The findings are already drawing criticism from some in the scientific community, who indicate that it is well known that fetuses need serotonin during development, and SSRI antidepressants may deny them that. They also point to a number of studies that have linked drugs like Paxil and Zoloft not only to miscarriages, but birth defects and autism as well.
According to one study published in 2010, not only did Paxil and Effexor nearly double the risk of a miscarriage, even after controlling for women with depression, but the study also found a dose-specific response.

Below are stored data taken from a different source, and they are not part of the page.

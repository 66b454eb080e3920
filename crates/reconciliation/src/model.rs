//! Derived reconciliation records.
//!
//! None of these are persisted by the engine: they are recomputed on demand
//! from the current product + scan snapshot.

use chrono::{DateTime, NaiveDate, Utc};
use rust_decimal::{Decimal, RoundingStrategy};
use serde::{Deserialize, Serialize};

use shrinkwatch_core::{ProductId, ValueObject};

use crate::error::ReconciliationError;

/// Decimal places used when money leaves the engine for display.
pub const CURRENCY_PRECISION: u32 = 2;

/// Round a monetary amount for presentation.
///
/// Accumulation always happens on unrounded values; call this only at the edge.
pub fn round_currency(amount: Decimal) -> Decimal {
    amount.round_dp_with_strategy(CURRENCY_PRECISION, RoundingStrategy::MidpointAwayFromZero)
}

/// Per-product reconciliation arithmetic.
#[derive(Debug, Clone, PartialEq, Eq, Serialize, Deserialize)]
#[serde(rename_all = "camelCase")]
pub struct DiscrepancyResult {
    pub product_id: ProductId,
    pub expected_remaining: u64,
    /// `expected_remaining - actual_remaining`; negative means surplus.
    pub discrepancy: i64,
    /// Never negative; zero unless `discrepancy > 0`.
    pub loss: Decimal,
}

impl DiscrepancyResult {
    pub fn is_shrinkage(&self) -> bool {
        self.discrepancy > 0
    }

    pub fn is_surplus(&self) -> bool {
        self.discrepancy < 0
    }

    pub fn is_reconciled(&self) -> bool {
        self.discrepancy == 0
    }

    /// Units unaccounted for (zero for reconciled or surplus products).
    pub fn quantity_missing(&self) -> u64 {
        self.discrepancy.max(0).unsigned_abs()
    }

    pub fn loss_rounded(&self) -> Decimal {
        round_currency(self.loss)
    }
}

impl ValueObject for DiscrepancyResult {}

/// A product-level shrinkage flagged by an unsold scan.
#[derive(Debug, Clone, PartialEq, Eq, Serialize, Deserialize)]
#[serde(rename_all = "camelCase")]
pub struct TheftOccurrence {
    pub product_id: ProductId,
    pub product_name: String,
    pub quantity_missing: u64,
    pub loss: Decimal,
    /// Time of reconciliation, not of the triggering scan.
    pub detected_at: DateTime<Utc>,
}

impl ValueObject for TheftOccurrence {}

/// Summary cards for a product collection.
#[derive(Debug, Clone, Default, PartialEq, Eq, Serialize, Deserialize)]
#[serde(rename_all = "camelCase")]
pub struct InventoryMetrics {
    pub total_items: usize,
    pub remaining_items: u64,
    pub sold_items: u64,
    pub discrepancy_count: usize,
    pub total_financial_loss: Decimal,
}

impl InventoryMetrics {
    pub fn total_financial_loss_rounded(&self) -> Decimal {
        round_currency(self.total_financial_loss)
    }
}

impl ValueObject for InventoryMetrics {}

/// Dated reporting row for discrepancy tables.
#[derive(Debug, Clone, PartialEq, Eq, Serialize, Deserialize)]
#[serde(rename_all = "camelCase")]
pub struct DiscrepancyRecord {
    pub date: NaiveDate,
    #[serde(alias = "itemId")]
    pub product_id: ProductId,
    #[serde(alias = "itemName")]
    pub product_name: String,
    pub discrepancy: i64,
    pub loss: Decimal,
}

impl ValueObject for DiscrepancyRecord {}

/// A product excluded from a batch because its computation failed.
#[derive(Debug, Clone, PartialEq, Eq, Serialize, Deserialize)]
#[serde(rename_all = "camelCase")]
pub struct FailedProduct {
    pub product_id: ProductId,
    pub reason: String,
}

impl FailedProduct {
    pub fn new(product_id: ProductId, error: &ReconciliationError) -> Self {
        Self {
            product_id,
            reason: error.to_string(),
        }
    }
}

/// An unsold scan whose product is not part of the snapshot.
#[derive(Debug, Clone, PartialEq, Eq, Serialize, Deserialize)]
#[serde(rename_all = "camelCase")]
pub struct UnmatchedScan {
    /// Position of the scan in the input log.
    pub index: usize,
    pub product_id: ProductId,
    pub scanned_at: DateTime<Utc>,
}
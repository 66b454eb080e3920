//! Tracing and logging (shared setup).

/// Tracing configuration (filters, output format).
pub mod tracing;

pub use crate::tracing::{LogFormat, init, init_with};
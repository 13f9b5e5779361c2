//! Outcome of a credential verification

use crate::retry::is_retryable_status;
use serde::Serialize;
use std::collections::BTreeMap;

/// Immutable outcome of one verification attempt sequence.
///
/// A successful result never carries an HTTP status code or an error map.
/// Only `message` and `attempt_count` are meant for user-facing output; the
/// provider message and raw payload are for server-side logs.
#[derive(Debug, Clone, PartialEq, Serialize)]
pub struct VerificationResult {
    success: bool,
    message: String,
    errors: Option<BTreeMap<String, String>>,
    http_status_code: Option<u16>,
    provider_message: Option<String>,
    raw_response: Option<serde_json::Value>,
    attempt_count: u32,
}

impl VerificationResult {
    pub fn success(message: impl Into<String>) -> Self {
        Self {
            success: true,
            message: message.into(),
            errors: None,
            http_status_code: None,
            provider_message: None,
            raw_response: None,
            attempt_count: 1,
        }
    }

    pub fn failure(message: impl Into<String>) -> Self {
        Self {
            success: false,
            message: message.into(),
            errors: None,
            http_status_code: None,
            provider_message: None,
            raw_response: None,
            attempt_count: 1,
        }
    }

    /// Attach an error entry. Ignored on successful results.
    pub fn with_error(mut self, field: impl Into<String>, message: impl Into<String>) -> Self {
        if !self.success {
            self.errors
                .get_or_insert_with(BTreeMap::new)
                .insert(field.into(), message.into());
        }
        self
    }

    /// Attach the HTTP status code. Ignored on successful results.
    pub fn with_status(mut self, status: u16) -> Self {
        if !self.success {
            self.http_status_code = Some(status);
        }
        self
    }

    pub fn with_provider_message(mut self, message: Option<String>) -> Self {
        self.provider_message = message;
        self
    }

    pub fn with_raw_response(mut self, raw: Option<serde_json::Value>) -> Self {
        self.raw_response = raw;
        self
    }

    /// Set the attempt count, clamped to at least one.
    pub fn with_attempts(mut self, attempts: u32) -> Self {
        self.attempt_count = attempts.max(1);
        self
    }

    pub fn is_success(&self) -> bool {
        self.success
    }

    pub fn message(&self) -> &str {
        &self.message
    }

    pub fn errors(&self) -> Option<&BTreeMap<String, String>> {
        self.errors.as_ref()
    }

    pub fn http_status_code(&self) -> Option<u16> {
        self.http_status_code
    }

    pub fn provider_message(&self) -> Option<&str> {
        self.provider_message.as_deref()
    }

    pub fn raw_response(&self) -> Option<&serde_json::Value> {
        self.raw_response.as_ref()
    }

    pub fn attempt_count(&self) -> u32 {
        self.attempt_count
    }

    /// Whether the failure was classified as transient by its HTTP status.
    pub fn is_retryable(&self) -> bool {
        !self.success && self.http_status_code.is_some_and(is_retryable_status)
    }

    /// Message enriched with the status code and provider message, for logs.
    pub fn detailed_message(&self) -> String {
        let mut detailed = self.message.clone();
        if let Some(status) = self.http_status_code {
            detailed.push_str(&format!(" (HTTP {})", status));
        }
        if let Some(provider_message) = self.provider_message.as_deref() {
            detailed.push_str(&format!(": {}", provider_message));
        }
        detailed
    }
}
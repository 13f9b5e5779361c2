pub mod catalog;
pub mod topology;
pub mod verify;
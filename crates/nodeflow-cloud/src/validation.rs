//! Cluster request validation
//!
//! Owns the business rules the topology generator relies on but does not
//! check itself: minimum node counts and catalog membership.

use crate::catalog;
use crate::error::{CloudError, Result};
use crate::provider::ProviderType;
use crate::topology::{ClusterTopologyRequest, slugify};
use serde::{Deserialize, Serialize};
use std::collections::BTreeMap;
use std::fmt;

pub const MIN_WORKERS: u32 = 3;
pub const MIN_STORAGE: u32 = 3;

/// Field → message map of rejected input
#[derive(Debug, Clone, Default, PartialEq, Eq, Serialize)]
pub struct ValidationErrors(BTreeMap<String, String>);

impl ValidationErrors {
    pub fn add(&mut self, field: impl Into<String>, message: impl Into<String>) {
        self.0.entry(field.into()).or_insert_with(|| message.into());
    }

    pub fn is_empty(&self) -> bool {
        self.0.is_empty()
    }

    pub fn get(&self, field: &str) -> Option<&str> {
        self.0.get(field).map(String::as_str)
    }

    pub fn iter(&self) -> impl Iterator<Item = (&String, &String)> {
        self.0.iter()
    }
}

impl fmt::Display for ValidationErrors {
    fn fmt(&self, f: &mut fmt::Formatter<'_>) -> fmt::Result {
        let joined: Vec<String> = self.0.iter().map(|(k, v)| format!("{}: {}", k, v)).collect();
        write!(f, "{}", joined.join("; "))
    }
}

/// What an operator asks for when creating a cluster
#[derive(Debug, Clone, Serialize, Deserialize)]
pub struct ClusterRequest {
    pub name: String,
    pub provider: ProviderType,
    pub region: String,
    pub server_type_id: String,
    pub worker_count: u32,
    #[serde(default)]
    pub storage_count: u32,
    #[serde(default)]
    pub shared_storage_worker: bool,
}

/// Check every business rule, collecting all violations.
pub fn validate_cluster_request(
    request: &ClusterRequest,
) -> std::result::Result<(), ValidationErrors> {
    let mut errors = ValidationErrors::default();

    if request.name.trim().is_empty() {
        errors.add("name", "Cluster name is required");
    } else if slugify(&request.name).is_empty() {
        errors.add("name", "Cluster name must contain letters or digits");
    }

    if catalog::catalog(request.provider).is_none() {
        errors.add(
            "provider",
            format!("{} has no region or server catalog", request.provider.display_name()),
        );
    } else {
        if !catalog::valid_region_slugs(request.provider).contains(&request.region.as_str()) {
            errors.add("region", format!("Unknown region: {}", request.region));
        }
        if !catalog::valid_server_type_ids(request.provider)
            .contains(&request.server_type_id.as_str())
        {
            errors.add(
                "server_type_id",
                format!("Unknown server type: {}", request.server_type_id),
            );
        }
    }

    if request.worker_count < MIN_WORKERS {
        errors.add(
            "worker_count",
            format!("At least {} worker nodes are required", MIN_WORKERS),
        );
    }

    if !request.shared_storage_worker && request.storage_count < MIN_STORAGE {
        errors.add(
            "storage_count",
            format!(
                "At least {} storage nodes are required unless workers share storage",
                MIN_STORAGE
            ),
        );
    }

    if errors.is_empty() { Ok(()) } else { Err(errors) }
}

impl ClusterRequest {
    /// Validate and turn into generator input backed by the provider catalog
    pub fn into_topology_request(self) -> Result<ClusterTopologyRequest> {
        validate_cluster_request(&self).map_err(CloudError::Validation)?;

        Ok(ClusterTopologyRequest {
            worker_count: self.worker_count,
            storage_count: self.storage_count,
            shared_storage_worker: self.shared_storage_worker,
            cluster_slug: slugify(&self.name),
            provider_server_catalog: catalog::server_catalog(self.provider),
            server_type_id: self.server_type_id,
        })
    }
}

The higher the dose of the SSRI, the more likely women were to miscarry, researchers from the University of Montreal found.
Those researchers also discovered that women who took a variety of SSRIs instead of just one were also more likely to have a miscarriage.
Another more recent study, published last month in the medical journal Molecular Psychiatry, found that expecting mothers who take antidepressants were more likely to give birth to a child who would later be diagnosed with attention deficit hyperactivity disorder (ADHD).
In April, a study published in the medical journal Pediatrics found that pregnant women who use of a class of antidepressants known as selective serotonin reuptake inhibitors (SSRIs) were three times as likely to give birth to a boy with autism compared to women who do not take the drugs.
Many popular antidepressants have also been linked to a risk of serious health problems for children exposed to the medication before birth, including septal heart defects, skull malformations, neural tube defects, abdominal defects, spina bifida and other serious injuries.
Recent studies have also found that antidepressant use in pregnancy may increase the risk of seizure problems and delay of infant development milestones, such as sitting and walking are affected by antidepressant use during pregnancy.
Pregnancy antidepressant use may also been linked to an increased risk of persistent pulmonary hypertension in newborns (PPHN), which is a serious respiratory disorder that may cause insufficient blood flow to the lungs, leading to serious and potentially life-threatening problems.
In recent years, a growing number of Zoloft lawsuits and Paxil lawsuits have been filed in courts throughout the United States on behalf of children born with defects and malformations after exposure to the medication during pregnancy. The complaints allege that the manufacturers of the medications failed to adequately research the risks associated with use of the antidepressant in pregnancy, or provide proper warnings to women about the risk of becoming pregnant while using the medication.